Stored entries
□ □ □

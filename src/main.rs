use clap::{Parser, Subcommand};
use folio::config::{self, SiteConfig};
use folio::layout::base_row_height_for;
use folio::session::{BackendAspectSource, GallerySession};
use folio::{generate, output, scan, thumbs};
use std::path::{Path, PathBuf};
use std::process::ExitCode;
use std::sync::Arc;
use std::time::Duration;

fn version_string() -> &'static str {
    if env!("FOLIO_TAGGED") == "true" {
        env!("CARGO_PKG_VERSION")
    } else {
        let revision = env!("FOLIO_REVISION");
        if revision.is_empty() {
            "dev@unknown"
        } else {
            // Leaked once at startup
            Box::leak(format!("dev@{revision}").into_boxed_str())
        }
    }
}

#[derive(Parser)]
#[command(name = "folio")]
#[command(about = "Thumbnails and justified layout for photo portfolios")]
#[command(long_about = "\
Thumbnails and justified layout for photo portfolios

Run without a command to build thumbnails with the default conventions:

  src/assets/                        # Source root (configurable)
  ├── hero.jpg                       # Category \"assets\"
  ├── landscapes/                    # Category \"landscapes\"
  │   └── 001-dawn.jpg
  └── street/
      └── corner.webp

  public/thumbnails/001-dawn-400.avif   # One file per width, never upscaled
  public/thumbnail-manifest.json        # Original URL → thumbnail + srcset

Set RUST_LOG=debug for detailed logs.
Run 'folio gen-config' to generate a documented folio.toml.")]
#[command(version = version_string())]
struct Cli {
    /// Config file (optional; stock defaults when absent)
    #[arg(long, default_value = "folio.toml", global = true)]
    config: PathBuf,

    #[command(subcommand)]
    command: Option<Command>,
}

#[derive(Subcommand)]
enum Command {
    /// Generate AVIF thumbnails and the thumbnail manifest (default)
    Thumbs,
    /// List discovered source images by category
    Scan,
    /// Print the justified rows for a container width
    Layout {
        /// Container width in px
        #[arg(long, default_value_t = 1200.0)]
        width: f64,
    },
    /// Render the static gallery page from the current manifest
    Generate,
    /// Run thumbs, then generate
    Build,
    /// Print a stock folio.toml with all options documented
    GenConfig,
}

/// Upper bound on reading image headers for `folio layout`.
const RESOLVE_TIMEOUT: Duration = Duration::from_secs(120);

fn main() -> ExitCode {
    env_logger::Builder::from_env(env_logger::Env::default().default_filter_or("info")).init();
    let cli = Cli::parse();

    match run(cli) {
        Ok(()) => ExitCode::SUCCESS,
        Err(e) => {
            log::error!("{e}");
            ExitCode::FAILURE
        }
    }
}

fn run(cli: Cli) -> Result<(), Box<dyn std::error::Error>> {
    let command = cli.command.unwrap_or(Command::Thumbs);
    if let Command::GenConfig = command {
        print!("{}", config::stock_config_toml());
        return Ok(());
    }

    let project_root = Path::new(".");
    let site_config = config::load_config(&cli.config)?;

    match command {
        Command::Thumbs => run_thumbs(project_root, &site_config)?,
        Command::Scan => {
            let items = scan::scan(project_root, &site_config.sources)?;
            output::print_scan_output(&items);
        }
        Command::Layout { width } => run_layout(project_root, &site_config, width)?,
        Command::Generate => {
            let summary = generate::generate(project_root, &site_config)?;
            output::print_generate_output(&summary);
        }
        Command::Build => {
            println!("==> Stage 1: Thumbnails");
            run_thumbs(project_root, &site_config)?;
            println!("==> Stage 2: Gallery page");
            let summary = generate::generate(project_root, &site_config)?;
            output::print_generate_output(&summary);
        }
        Command::GenConfig => {}
    }

    Ok(())
}

fn run_thumbs(project_root: &Path, site_config: &SiteConfig) -> Result<(), thumbs::ThumbsError> {
    init_thread_pool(&site_config.processing);
    let (tx, rx) = std::sync::mpsc::channel();
    let printer = std::thread::spawn(move || {
        for event in rx {
            for line in output::format_thumb_event(&event) {
                println!("{}", line);
            }
        }
    });
    let result = thumbs::build_thumbnails(project_root, site_config, Some(tx));
    // The sender is dropped with the pipeline, so the printer drains and exits
    if printer.join().is_err() {
        log::warn!("progress printer panicked");
    }
    output::print_thumbs_summary(&result?);
    Ok(())
}

fn run_layout(
    project_root: &Path,
    site_config: &SiteConfig,
    width: f64,
) -> Result<(), Box<dyn std::error::Error>> {
    let items = scan::scan(project_root, &site_config.sources)?;
    let source = Arc::new(BackendAspectSource::new(project_root));
    let mut session = GallerySession::new(site_config.layout.clone(), source, width)?;
    session.set_items(items);
    if !session.wait(RESOLVE_TIMEOUT) {
        log::warn!(
            "{} image(s) unresolved after {:?}",
            session.pending_count(),
            RESOLVE_TIMEOUT
        );
        session.fail_pending();
    }
    let base = base_row_height_for(
        width,
        &site_config.layout.breakpoints,
        site_config.layout.default_row_height,
    );
    output::print_layout_output(session.placed(), session.rows(), width, base);
    Ok(())
}

/// Initialize the rayon thread pool based on processing config.
///
/// Caps at the number of available CPU cores; the user can constrain down, not up.
fn init_thread_pool(processing: &config::ProcessingConfig) {
    let threads = config::effective_threads(processing);
    rayon::ThreadPoolBuilder::new()
        .num_threads(threads)
        .build_global()
        .ok();
}
fn main() {
    // Re-run when HEAD moves (commits, checkouts, tags)
    println!("cargo:rerun-if-changed=.git/HEAD");
    println!("cargo:rerun-if-changed=.git/refs/");

    let git = |args: &[&str]| {
        std::process::Command::new("git")
            .args(args)
            .output()
            .ok()
            .filter(|o| o.status.success())
            .map(|o| String::from_utf8_lossy(&o.stdout).trim().to_string())
    };

    let revision = git(&["rev-parse", "--short", "HEAD"]).unwrap_or_default();
    let tagged = git(&["describe", "--exact-match", "--tags", "HEAD"]).is_some();

    println!("cargo:rustc-env=FOLIO_REVISION={revision}");
    println!("cargo:rustc-env=FOLIO_TAGGED={tagged}");
}
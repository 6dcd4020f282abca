//! CLI output formatting for every command.
//!
//! # Information-First Display
//!
//! Output is **information-centric, not file-centric**. The primary display
//! for every entity (category, image, row) is its semantic identity, with
//! filesystem paths shown as secondary context via indented `Source:` lines.
//!
//! # Output Format
//!
//! ## Scan
//!
//! ```text
//! 001 landscapes (2 photos)
//!     001 dawn
//!         Source: src/assets/landscapes/001-dawn.jpg
//!     002 Misty Morning
//!         Source: src/assets/landscapes/002-Misty-Morning.jpg
//! ```
//!
//! ## Thumbs
//!
//! ```text
//! Generating thumbnails for 12 images (400, 800, 1200)
//!     001-dawn.jpg 2000x1333
//!         Source: src/assets/landscapes/001-dawn.jpg
//!         400: 400w 001-dawn-400.avif
//!         800: 800w 001-dawn-800.avif
//! Manifest: public/thumbnail-manifest.json (48 entries)
//! ```
//!
//! ## Layout
//!
//! ```text
//! Layout at 1200px (base row height 260px)
//! 001 262.4px (3 photos)
//!     001-dawn.jpg 401.3px
//! ```
//!
//! # Architecture
//!
//! Each command has a `format_*` function (returns `Vec<String>`) for
//! testability and a `print_*` wrapper that writes to stdout. Format functions
//! are pure: no I/O, no side effects.

use crate::generate::GenerateSummary;
use crate::layout::{JustifiedItem, Row};
use crate::scan::categories;
use crate::thumbs::{ThumbEvent, ThumbsResult};
use crate::types::ImageItem;

// ============================================================================
// Shared entity display helpers
// ============================================================================

/// Format a 1-based positional index as 3-digit zero-padded.
fn format_index(pos: usize) -> String {
    format!("{:0>3}", pos)
}

/// Return indentation string: 4 spaces per depth level.
fn indent(depth: usize) -> String {
    "    ".repeat(depth)
}

/// Format an entity header: positional index + title, with optional count.
///
/// ```text
/// 001 landscapes (5 photos)
/// 001 landscapes
/// ```
fn entity_header(index: usize, title: &str, count: Option<usize>) -> String {
    match count {
        Some(n) => format!("{} {} ({} {})", format_index(index), title, n, photos(n)),
        None => format!("{} {}", format_index(index), title),
    }
}

fn photos(n: usize) -> &'static str {
    if n == 1 { "photo" } else { "photos" }
}

/// Format an image line: alt text when present, else the filename in parens.
///
/// ```text
/// 001 The Sunset        // alt text
/// 001 (010.jpg)         // no alt text: filename IS the identity
/// ```
fn image_line(index: usize, alt: &str, filename: &str) -> String {
    if alt.is_empty() {
        format!("{} ({})", format_index(index), filename)
    } else {
        format!("{} {}", format_index(index), alt)
    }
}

fn file_name(path: &str) -> &str {
    path.rsplit('/').next().unwrap_or(path)
}

// ============================================================================
// Scan output
// ============================================================================

/// Discovered images grouped by category.
pub fn format_scan_output(items: &[ImageItem]) -> Vec<String> {
    let mut lines = Vec::new();
    if items.is_empty() {
        lines.push("No images found".to_string());
        return lines;
    }

    for (ci, category) in categories(items).into_iter().enumerate() {
        let in_category: Vec<&ImageItem> =
            items.iter().filter(|i| i.category == category).collect();
        lines.push(entity_header(ci + 1, category, Some(in_category.len())));
        for (i, item) in in_category.iter().enumerate() {
            lines.push(format!(
                "{}{}",
                indent(1),
                image_line(i + 1, &item.alt_text, item.filename())
            ));
            lines.push(format!("{}Source: {}", indent(2), item.source_path));
        }
    }
    lines
}

pub fn print_scan_output(items: &[ImageItem]) {
    for line in format_scan_output(items) {
        println!("{}", line);
    }
}

// ============================================================================
// Thumbs output
// ============================================================================

/// Format a single progress event from the thumbnail pipeline.
pub fn format_thumb_event(event: &ThumbEvent) -> Vec<String> {
    match event {
        ThumbEvent::Started { images, widths } => {
            let widths: Vec<String> = widths.iter().map(u32::to_string).collect();
            vec![format!(
                "Generating thumbnails for {} {} ({})",
                images,
                if *images == 1 { "image" } else { "images" },
                widths.join(", ")
            )]
        }
        ThumbEvent::ImageProcessed {
            source_path,
            native,
            variants,
        } => {
            let mut lines = vec![
                format!(
                    "{}{} {}x{}",
                    indent(1),
                    file_name(source_path),
                    native.width,
                    native.height
                ),
                format!("{}Source: {}", indent(2), source_path),
            ];
            for v in variants {
                lines.push(format!(
                    "{}{}: {}w {}",
                    indent(2),
                    v.target_width,
                    v.width,
                    v.file_name
                ));
            }
            lines
        }
        ThumbEvent::ManifestWritten { path, entries } => {
            vec![format!("Manifest: {} ({} entries)", path.display(), entries)]
        }
    }
}

/// Closing summary of a successful thumbnail run.
pub fn format_thumbs_summary(result: &ThumbsResult) -> Vec<String> {
    let mut lines = vec![format!(
        "Generated {} thumbnails for {} images",
        result.thumbnail_count(),
        result.records.len()
    )];
    for c in &result.collisions {
        lines.push(format!(
            "{}Name collision \"{}\": {}",
            indent(1),
            c.stem,
            c.sources.join(", ")
        ));
    }
    lines
}

pub fn print_thumbs_summary(result: &ThumbsResult) {
    for line in format_thumbs_summary(result) {
        println!("{}", line);
    }
}

// ============================================================================
// Layout output
// ============================================================================

/// Rows of a justified layout with per-item widths.
pub fn format_layout_output(
    placed: &[JustifiedItem],
    rows: &[Row],
    container_width: f64,
    base_row_height: f64,
) -> Vec<String> {
    let mut lines = vec![format!(
        "Layout at {}px (base row height {}px)",
        container_width, base_row_height
    )];
    for (ri, row) in rows.iter().enumerate() {
        lines.push(entity_header(
            ri + 1,
            &format!("{:.1}px", row.height),
            Some(row.items.len()),
        ));
        for slot in &row.items {
            let Some(j) = placed.get(slot.index) else {
                continue;
            };
            lines.push(format!(
                "{}{} {:.1}px",
                indent(1),
                j.item.filename(),
                slot.width
            ));
        }
    }
    lines
}

pub fn print_layout_output(
    placed: &[JustifiedItem],
    rows: &[Row],
    container_width: f64,
    base_row_height: f64,
) {
    for line in format_layout_output(placed, rows, container_width, base_row_height) {
        println!("{}", line);
    }
}

// ============================================================================
// Generate output
// ============================================================================

/// Sections written to the gallery page, followed by a summary line.
pub fn format_generate_output(summary: &GenerateSummary) -> Vec<String> {
    let mut lines = vec![format!("Gallery \u{2192} {}", summary.output.display())];
    for (i, section) in summary.sections.iter().enumerate() {
        lines.push(format!(
            "{}{} \u{2192} {} rows",
            indent(1),
            entity_header(i + 1, &section.category, Some(section.images)),
            section.rows
        ));
    }
    lines.push(format!(
        "Generated {} images: {} thumbnails, {} originals",
        summary.thumbnails + summary.originals,
        summary.thumbnails,
        summary.originals
    ));
    lines
}

pub fn print_generate_output(summary: &GenerateSummary) {
    for line in format_generate_output(summary) {
        println!("{}", line);
    }
}

// ============================================================================
// Tests
// ============================================================================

□ □ □

§ **Directions**: Wherever a line holds the word "join", copy that line out of the entries above.

§ **Problem solution**:
    if printer.join().is_err() {
                widths.join(", ")
            c.sources.join(", ")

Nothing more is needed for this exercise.